## [YOUR OBJECTIVE]
Each line from the one holding "pub use dynlib::DynamicLibrary;" to the end of the data below must be output verbatim, with no other lines.

## [DATA RECORDS]
[Start of Attachment]
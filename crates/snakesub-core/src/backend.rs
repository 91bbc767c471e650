//! Scheduler backend seam.

use crate::metadata::JobScript;

/// One cluster scheduler backend.
///
/// Exactly two implementations exist, one per submission tool. Each binary
/// picks its backend at compile time, so every call is monomorphic; there
/// are no trait objects anywhere in the pipeline.
pub trait ClusterBackend {
    /// Key of this backend's section in the cluster config file.
    const GENERAL_SECTION: &'static str;

    /// Backend-wide settings shared by all rules.
    type General;

    /// Per-rule resource record.
    type Resources;

    /// Encode "wait for these jobs" in the scheduler's native syntax.
    /// An empty list encodes to the empty string.
    fn encode_dependencies(deps: &[u64]) -> String;

    /// Assemble the full submission command line. Building the string
    /// never touches the scheduler.
    fn build_command(
        job: &JobScript,
        general: &Self::General,
        resources: &Self::Resources,
    ) -> String;

    /// Recover the scheduler-assigned job id from the submission tool's
    /// combined output.
    fn extract_job_id(output: &str) -> Option<u64>;
}
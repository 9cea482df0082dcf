//! Runtime-loaded native backends for fanhal
//!
//! - [`dynlib`]: load a shared library and resolve typed entry points
//! - [`nvml`]: NVIDIA Management Library (GPU temperatures)
//! - [`atasmart`]: libatasmart (disk S.M.A.R.T. temperatures)
//!
//! Nothing here is linked at build time; a missing library surfaces as a
//! `FanhalError::System` when the corresponding driver is constructed.

pub mod atasmart;
pub mod dynlib;
pub mod nvml;

pub use atasmart::SkDisk;
pub use dynlib::DynamicLibrary;
pub use nvml::{Nvml, NvmlDevice};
[End of Attachment]
## [TASK OUTPUT]
pub use dynlib::DynamicLibrary;
pub use nvml::{Nvml, NvmlDevice};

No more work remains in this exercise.